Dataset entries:
*-*-*

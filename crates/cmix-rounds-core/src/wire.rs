//! Wire form of [`KnownRounds`].
//!
//! ```text
//! +------------------+------------------+------------------------+
//! | first_unchecked  | last_checked     | encoded window words   |
//! | u64 LE           | u64 LE           | see crate::codec       |
//! +------------------+------------------+------------------------+
//! ```
//!
//! Only the words spanning the window are sent, starting with the word that
//! holds `first_unchecked`. The receiver lays them out at the front of its own
//! buffer and sets `fu_pos = first_unchecked mod 64`.

use bytes::{Buf, BufMut};
use tracing::trace;

use crate::bitbuffer::{ones_between, BitBuffer, WORD_BITS};
use crate::codec::{RunLengthCodec, WordCodec};
use crate::error::RoundsError;
use crate::known_rounds::KnownRounds;
use crate::types::BuffChanges;

/// Bytes before the encoded words.
pub const HEADER_LEN: usize = 16;

impl KnownRounds {
    /// Serialize with the run-length codec.
    pub fn marshal(&self) -> Vec<u8> {
        self.marshal_with(&RunLengthCodec)
    }

    /// Serialize with an explicit word codec.
    pub fn marshal_with<C: WordCodec + ?Sized>(&self, codec: &C) -> Vec<u8> {
        let words = self.window_words();
        let encoded = codec.encode(&words);

        let mut buf = Vec::with_capacity(HEADER_LEN + encoded.len());
        buf.put_u64_le(self.first_unchecked);
        buf.put_u64_le(self.last_checked);
        buf.extend_from_slice(&encoded);
        buf
    }

    /// Words covering `[first_unchecked, last_checked]`, at least one and at
    /// most the whole buffer.
    fn window_words(&self) -> Vec<u64> {
        let count = self.window_len();
        let offset = self.fu_pos % WORD_BITS;
        let num_words = self.buffer.num_words();
        let blocks = (offset + count).div_ceil(WORD_BITS).clamp(1, num_words);

        if count > 0 && blocks < num_words {
            let end = (self.get_bit_stream_pos(self.last_checked) + 1) % self.len();
            return self.buffer.copy(self.fu_pos, end).into_words();
        }

        // Whole ring, or an empty window: ship raw words starting at fu_pos.
        let (first_block, _) = self.buffer.convert_loc(self.fu_pos);
        (0..blocks)
            .map(|i| self.buffer.words()[self.buffer.get_bin(first_block + i)])
            .collect()
    }

    fn window_len(&self) -> usize {
        window_len(self.first_unchecked, self.last_checked) as usize
    }

    /// Replace this tracker's state with the serialized form in `data`.
    ///
    /// An empty tracker is sized to fit the decoded words. A sized tracker
    /// keeps its capacity and must be at least as large as the payload.
    /// On error the tracker is left unchanged.
    pub fn unmarshal(&mut self, data: &[u8]) -> Result<(), RoundsError> {
        self.unmarshal_with(&RunLengthCodec, data)
    }

    /// [`unmarshal`](Self::unmarshal) with an explicit word codec.
    pub fn unmarshal_with<C: WordCodec + ?Sized>(
        &mut self,
        codec: &C,
        data: &[u8],
    ) -> Result<(), RoundsError> {
        if data.len() < HEADER_LEN {
            return Err(RoundsError::TooShort {
                got: data.len(),
                need: HEADER_LEN,
            });
        }

        let mut header = &data[..HEADER_LEN];
        let first_unchecked = header.get_u64_le();
        let last_checked = header.get_u64_le();
        if first_unchecked > last_checked.saturating_add(1) {
            return Err(RoundsError::InvalidParts(format!(
                "first unchecked {} is past last checked {} + 1",
                first_unchecked, last_checked
            )));
        }

        let words = codec.decode(&data[HEADER_LEN..])?;

        let num_words = if self.buffer.is_empty() {
            words.len().max(1)
        } else if self.buffer.num_words() < words.len() {
            return Err(RoundsError::BufferTooSmall {
                capacity: self.buffer.num_words(),
                needed: words.len(),
            });
        } else {
            self.buffer.num_words()
        };

        let window = window_len(first_unchecked, last_checked);
        let decoded_bits = words.len() * WORD_BITS;
        if !words.is_empty() && window > decoded_bits as u64 {
            return Err(RoundsError::InvalidParts(format!(
                "window of {} rounds exceeds {} decoded bits",
                window, decoded_bits
            )));
        }
        if window > (num_words * WORD_BITS) as u64 {
            return Err(RoundsError::InvalidParts(format!(
                "window of {} rounds exceeds capacity of {}",
                window,
                num_words * WORD_BITS
            )));
        }

        if self.buffer.is_empty() {
            self.buffer = BitBuffer::new(num_words);
        }
        self.buffer.words_mut()[..words.len()].copy_from_slice(&words);

        let offset = (first_unchecked % WORD_BITS as u64) as usize;
        let end = offset + window as usize;
        if !words.is_empty() && end > decoded_bits && num_words > words.len() {
            // The window wrapped the sender's ring. Its newest rounds sit at
            // the front of word 0 and belong just past the decoded words here.
            let mask = ones_between(0, (end - decoded_bits) as u32);
            let buf = self.buffer.words_mut();
            buf[words.len()] = (buf[words.len()] & !mask) | (words[0] & mask);
        }

        self.first_unchecked = first_unchecked;
        self.last_checked = last_checked;
        self.fu_pos = offset;

        trace!(
            first_unchecked,
            last_checked,
            words = words.len(),
            "unmarshaled known rounds"
        );
        Ok(())
    }

    /// Build a tracker sized exactly to a serialized payload.
    pub fn from_bytes(data: &[u8]) -> Result<Self, RoundsError> {
        let mut kr = KnownRounds {
            buffer: BitBuffer::default(),
            first_unchecked: 0,
            last_checked: 0,
            fu_pos: 0,
        };
        kr.unmarshal(data)?;
        Ok(kr)
    }

    /// Words that differ from `old`, plus the current scalars.
    ///
    /// `old` is a snapshot of [`words`](Self::words) taken earlier from this
    /// same tracker.
    pub fn output_buff_changes(&self, old: &[u64]) -> Result<BuffChanges, RoundsError> {
        let current = self.buffer.words();
        if old.len() != current.len() {
            return Err(RoundsError::LengthMismatch {
                expected: current.len(),
                got: old.len(),
            });
        }

        let changes = current
            .iter()
            .zip(old)
            .enumerate()
            .filter(|(_, (new, old))| new != old)
            .map(|(i, (&new, _))| (i, new))
            .collect();

        Ok(BuffChanges {
            changes,
            first_unchecked: self.first_unchecked,
            last_checked: self.last_checked,
            fu_pos: self.fu_pos,
        })
    }
}

/// Rounds in `[first_unchecked, last_checked]`.
fn window_len(first_unchecked: u64, last_checked: u64) -> u64 {
    if first_unchecked > last_checked {
        0
    } else {
        (last_checked - first_unchecked).saturating_add(1)
    }
}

*-*-*

What you need to do
Please, from the entries above, set down exactly the lines from the one containing "front of its own" through the one containing "use crate::types::BuffChanges;", and only those.

Solution below
//! holds `first_unchecked`. The receiver lays them out at the front of its own
//! buffer and sets `fu_pos = first_unchecked mod 64`.

use bytes::{Buf, BufMut};
use tracing::trace;

use crate::bitbuffer::{ones_between, BitBuffer, WORD_BITS};
use crate::codec::{RunLengthCodec, WordCodec};
use crate::error::RoundsError;
use crate::known_rounds::KnownRounds;
use crate::types::BuffChanges;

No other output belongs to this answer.